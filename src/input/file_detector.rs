//! File type detection

use serde::{Deserialize, Serialize};
use std::path::Path;

#[derive(Debug, Clone, Copy, PartialEq, Eq, Serialize, Deserialize)]
pub enum DocumentFormat {
    Pdf,
    Docx,
    Markdown,
}

impl DocumentFormat {
    pub fn from_extension(ext: &str) -> Option<Self> {
        match ext.to_lowercase().as_str() {
            "pdf" => Some(DocumentFormat::Pdf),
            "docx" => Some(DocumentFormat::Docx),
            "md" => Some(DocumentFormat::Markdown),
            _ => None,
        }
    }

    pub fn from_path(path: &Path) -> Option<Self> {
        path.extension()
            .and_then(|ext| ext.to_str())
            .and_then(Self::from_extension)
    }
}

impl std::fmt::Display for DocumentFormat {
    fn fmt(&self, f: &mut std::fmt::Formatter<'_>) -> std::fmt::Result {
        match self {
            DocumentFormat::Pdf => write!(f, "PDF"),
            DocumentFormat::Docx => write!(f, "DOCX"),
            DocumentFormat::Markdown => write!(f, "Markdown"),
        }
    }
}

#[cfg(test)]
mod tests {
    use super::*;

    #[test]
    fn test_known_extensions() {
        assert_eq!(DocumentFormat::from_extension("PDF"), Some(DocumentFormat::Pdf));
        assert_eq!(DocumentFormat::from_extension("docx"), Some(DocumentFormat::Docx));
        assert_eq!(DocumentFormat::from_path(Path::new("cv/resume.md")), Some(DocumentFormat::Markdown));
    }

    #[test]
    fn test_rejected_extensions() {
        assert_eq!(DocumentFormat::from_extension("txt"), None);
        assert_eq!(DocumentFormat::from_extension("markdown"), None);
        assert_eq!(DocumentFormat::from_path(Path::new("README")), None);
    }
}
++++
▶ _Assignment_
Take the records above and copy them out exactly.

▶ _Reply_
filename src/input/file_detector.rs
//! File type detection

use serde::{Deserialize, Serialize};
use std::path::Path;

#[derive(Debug, Clone, Copy, PartialEq, Eq, Serialize, Deserialize)]
pub enum DocumentFormat {
    Pdf,
    Docx,
    Markdown,
}

impl DocumentFormat {
    pub fn from_extension(ext: &str) -> Option<Self> {
        match ext.to_lowercase().as_str() {
            "pdf" => Some(DocumentFormat::Pdf),
            "docx" => Some(DocumentFormat::Docx),
            "md" => Some(DocumentFormat::Markdown),
            _ => None,
        }
    }

    pub fn from_path(path: &Path) -> Option<Self> {
        path.extension()
            .and_then(|ext| ext.to_str())
            .and_then(Self::from_extension)
    }
}

impl std::fmt::Display for DocumentFormat {
    fn fmt(&self, f: &mut std::fmt::Formatter<'_>) -> std::fmt::Result {
        match self {
            DocumentFormat::Pdf => write!(f, "PDF"),
            DocumentFormat::Docx => write!(f, "DOCX"),
            DocumentFormat::Markdown => write!(f, "Markdown"),
        }
    }
}

#[cfg(test)]
mod tests {
    use super::*;

    #[test]
    fn test_known_extensions() {
        assert_eq!(DocumentFormat::from_extension("PDF"), Some(DocumentFormat::Pdf));
        assert_eq!(DocumentFormat::from_extension("docx"), Some(DocumentFormat::Docx));
        assert_eq!(DocumentFormat::from_path(Path::new("cv/resume.md")), Some(DocumentFormat::Markdown));
    }

    #[test]
    fn test_rejected_extensions() {
        assert_eq!(DocumentFormat::from_extension("txt"), None);
        assert_eq!(DocumentFormat::from_extension("markdown"), None);
        assert_eq!(DocumentFormat::from_path(Path::new("README")), None);
    }
}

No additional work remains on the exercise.